I work in an ethanol plant... I'm not sure where your incorrect information comes from.

Ethanol uses corn to be produced, yes.
From ethanol production we get from our plant: 140,000 gallons of ethanol per day (that gets mixed with regular gasoline)
By-products from the ethanol on a DAILY basis include:
1.) 1120 tons (2,240,000 pounds) of wet cattle feed per day (40 truckloads roughly) that feed cattle at surrounding feedlots (which is your beef you buy to eat)
2.) Corn syrup which is mixed with cattle feed (to feed the cattle for the beef you eat)
3.) Corn oil (non-food grade).

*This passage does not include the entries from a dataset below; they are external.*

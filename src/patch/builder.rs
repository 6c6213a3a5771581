//! Construction of patch models from raw parsed-diff records.

use error_set::error_set;
use tracing::debug;

use crate::buffer::BufferBuilder;
use crate::patch::file::{File, FileMode};
use crate::patch::file_patch::FilePatch;
use crate::patch::hunk::Hunk;
use crate::patch::multi::MultiFilePatch;
use crate::patch::patch::{Patch, PatchStatus};
use crate::patch::region::{Region, RegionKind};
use crate::patch::row_range::IndexedRowRange;

error_set! {
    /// Errors from assembling patch models out of raw diff records
    BuildError := {
        /// A file produced more raw diffs than the one content diff plus
        /// one mode-change diff that combined changes are allowed
        #[display("Unexpected number of diffs for one file: {count}")]
        UnexpectedDiffCount { count: usize },
        /// A hunk line began with something other than '+', '-', ' ', '\\'
        #[display("Unknown diff line origin: {origin}")]
        UnknownLineOrigin { origin: char },
        /// A hunk line was empty and carried no origin character
        #[display("Diff line is missing its origin character")]
        MissingLineOrigin,
        /// The record's status string was not added/deleted/modified
        #[display("Unrecognized patch status: {status}")]
        UnrecognizedStatus { status: String },
        /// A combined diff's mode-change half had a status other than
        /// added or deleted
        #[display("Invalid mode change diff status: {status}")]
        InvalidModeChangeStatus { status: String },
    }
}

/// One raw diff as produced by the external diff parser: file facts plus
/// hunks of origin-prefixed lines.
#[derive(Debug, Clone, PartialEq, Eq)]
pub struct DiffRecord {
    pub old_path: Option<String>,
    pub new_path: Option<String>,
    pub old_mode: Option<FileMode>,
    pub new_mode: Option<FileMode>,
    pub status: String,
    pub hunks: Vec<HunkRecord>,
}

impl DiffRecord {
    pub fn path(&self) -> Option<&str> {
        self.old_path.as_deref().or(self.new_path.as_deref())
    }
}

/// One raw hunk: header coordinates plus lines still carrying their origin
/// character.
#[derive(Debug, Clone, PartialEq, Eq)]
pub struct HunkRecord {
    pub old_start_line: usize,
    pub old_line_count: usize,
    pub new_start_line: usize,
    pub new_line_count: usize,
    pub heading: String,
    pub lines: Vec<String>,
}

/// Assemble a [`MultiFilePatch`] from raw records, grouping consecutive
/// records for the same path into one file patch. Two records for a path
/// describe a combined mode-change plus content-change diff; more is an
/// error.
pub fn build_multi_file_patch(records: &[DiffRecord]) -> Result<MultiFilePatch, BuildError> {
    let mut out = BufferBuilder::new();
    let mut file_patches = Vec::new();

    let mut index = 0;
    while index < records.len() {
        let mut group_end = index + 1;
        while group_end < records.len() && records[group_end].path() == records[index].path() {
            group_end += 1;
        }

        let group = &records[index..group_end];
        file_patches.push(build_file_patch_in(group, &mut out)?);
        index = group_end;
    }

    debug!(records = records.len(), file_patches = file_patches.len(), "built patch models");
    Ok(MultiFilePatch::new(out.into_text(), file_patches))
}

/// Assemble a single [`FilePatch`] onto `out`. Zero records produce the
/// absent file patch.
pub fn build_file_patch_in(
    records: &[DiffRecord],
    out: &mut BufferBuilder,
) -> Result<FilePatch, BuildError> {
    match records {
        [] => Ok(FilePatch::absent()),
        [single] => single_diff_file_patch(single, out),
        [first, second] => dual_diff_file_patch(first, second, out),
        _ => Err(BuildError::UnexpectedDiffCount {
            count: records.len(),
        }),
    }
}

fn parse_status(status: &str) -> Result<PatchStatus, BuildError> {
    PatchStatus::parse(status).ok_or_else(|| BuildError::UnrecognizedStatus {
        status: status.to_string(),
    })
}

fn single_diff_file_patch(
    record: &DiffRecord,
    out: &mut BufferBuilder,
) -> Result<FilePatch, BuildError> {
    let status = parse_status(&record.status)?;
    let was_symlink = record.old_mode.as_ref().is_some_and(FileMode::is_symlink);
    let is_symlink = record.new_mode.as_ref().is_some_and(FileMode::is_symlink);
    let hunks = build_hunks(&record.hunks, out)?;

    // A symlink diff's hunk body is the link target itself.
    let target_line = |hunk: usize, line: usize| -> Option<String> {
        record
            .hunks
            .get(hunk)
            .and_then(|h| h.lines.get(line))
            .map(|l| l.get(1..).unwrap_or("").to_string())
    };
    let (old_symlink, new_symlink) = match (was_symlink, is_symlink) {
        (true, false) => (target_line(0, 0), None),
        (false, true) => (None, target_line(0, 0)),
        (true, true) => (target_line(0, 0), target_line(0, 2)),
        (false, false) => (None, None),
    };

    let old_file = match &record.old_path {
        Some(path) => File::new(
            path.clone(),
            record.old_mode.clone().unwrap_or_else(FileMode::normal),
            old_symlink,
        ),
        None => File::Absent,
    };
    let new_file = match &record.new_path {
        Some(path) => File::new(
            path.clone(),
            record.new_mode.clone().unwrap_or_else(FileMode::normal),
            new_symlink,
        ),
        None => File::Absent,
    };

    Ok(FilePatch::new(old_file, new_file, Patch::new(status, hunks)))
}

fn dual_diff_file_patch(
    first: &DiffRecord,
    second: &DiffRecord,
    out: &mut BufferBuilder,
) -> Result<FilePatch, BuildError> {
    let first_is_mode_change = first.old_mode.as_ref().is_some_and(FileMode::is_symlink)
        || first.new_mode.as_ref().is_some_and(FileMode::is_symlink);
    let (mode_change, content_change) = if first_is_mode_change {
        (first, second)
    } else {
        (second, first)
    };

    let hunks = build_hunks(&content_change.hunks, out)?;
    let path = content_change
        .path()
        .unwrap_or_default()
        .to_string();
    let symlink = mode_change
        .hunks
        .first()
        .and_then(|h| h.lines.first())
        .map(|l| l.get(1..).unwrap_or("").to_string());

    let (status, old_mode, new_mode, old_symlink, new_symlink) =
        match parse_status(&mode_change.status)? {
            // The file's contents were deleted and replaced with a symlink.
            PatchStatus::Added => (
                PatchStatus::Deleted,
                content_change.old_mode.clone(),
                mode_change.new_mode.clone(),
                None,
                symlink,
            ),
            // The file's contents were added after a symlink was deleted.
            PatchStatus::Deleted => (
                PatchStatus::Added,
                mode_change.old_mode.clone(),
                content_change.new_mode.clone(),
                symlink,
                None,
            ),
            PatchStatus::Modified => {
                return Err(BuildError::InvalidModeChangeStatus {
                    status: mode_change.status.clone(),
                });
            }
        };

    let old_file = File::new(
        path.clone(),
        old_mode.unwrap_or_else(FileMode::normal),
        old_symlink,
    );
    let new_file = File::new(path, new_mode.unwrap_or_else(FileMode::normal), new_symlink);

    Ok(FilePatch::new(old_file, new_file, Patch::new(status, hunks)))
}

fn region_kind_for(origin: char) -> Result<Option<RegionKind>, BuildError> {
    match origin {
        '+' => Ok(Some(RegionKind::Addition)),
        '-' => Ok(Some(RegionKind::Deletion)),
        ' ' => Ok(None),
        '\\' => Ok(Some(RegionKind::NoNewline)),
        other => Err(BuildError::UnknownLineOrigin { origin: other }),
    }
}

/// Accumulate one hunk's lines onto the buffer, coalescing consecutive
/// lines of the same origin into single regions. Context runs are not
/// stored; they are re-derived from the gaps.
fn build_hunks(
    records: &[HunkRecord],
    out: &mut BufferBuilder,
) -> Result<Vec<Hunk>, BuildError> {
    let mut hunks = Vec::new();

    for record in records {
        if record.lines.is_empty() {
            continue;
        }

        let hunk_start_row = out.current_row();
        let hunk_start_offset = out.current_offset();

        let mut changes: Vec<Region> = Vec::new();
        let mut run_kind: Option<RegionKind> = None;
        let mut run_start_row = hunk_start_row;
        let mut run_start_offset = hunk_start_offset;
        let mut run_open = false;

        for line in &record.lines {
            let origin = line.chars().next().ok_or(BuildError::MissingLineOrigin)?;
            let kind = region_kind_for(origin)?;

            if !run_open || kind != run_kind {
                if run_open && let Some(kind) = run_kind {
                    changes.push(Region::new(
                        kind,
                        IndexedRowRange::new(
                            run_start_row,
                            out.current_row() - 1,
                            run_start_offset,
                            out.current_offset(),
                        ),
                    ));
                }
                run_kind = kind;
                run_start_row = out.current_row();
                run_start_offset = out.current_offset();
                run_open = true;
            }

            out.append_line(&line[1..]);
        }

        if run_open && let Some(kind) = run_kind {
            changes.push(Region::new(
                kind,
                IndexedRowRange::new(
                    run_start_row,
                    out.current_row() - 1,
                    run_start_offset,
                    out.current_offset(),
                ),
            ));
        }

        hunks.push(Hunk::new(
            record.old_start_line,
            record.old_line_count,
            record.new_start_line,
            record.new_line_count,
            record.heading.clone(),
            IndexedRowRange::new(
                hunk_start_row,
                out.current_row() - 1,
                hunk_start_offset,
                out.current_offset(),
            ),
            changes,
        ));
    }

    Ok(hunks)
}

Uses for corn oil include soap, salve, paint, rustproofing for metal surfaces, inks, textiles, nitroglycerin, and insecticides.

Every bit of the corn processed is used, absolutely NO WASTE.

I personally have never had a vehicle that runs on ethanol. But I have people tell me they lose about 5 miles to the gallon maximum, but pay less at the pump. And it evens out. The advantage is less air pollution (and less gulf oil disasters). We will be running out of fossil fuel in about 10 years anyway, then what???




The argument focuses on the energy consumed by the tractors and the farm equipment, the trucks that transport the ethanol to market, and the fertilizer that is made from fossil fuels, as well as the amount of energy required to extract the sugar from corn starch (or cellulosic biomass) and convert it to ethanol.
Some people say ethanol is a net energy loser—don’t believe it The fossil fuel most often used for ethanol production is natural gas. Newer plants are developing renewal sources of thermal energy, such as methane from cow manure produced at nearby dairy farms or from landfill methane. Geothermal energy is also being developed


www.americanenergyindependence.com...

There is alot of mis-information out there about ethanol.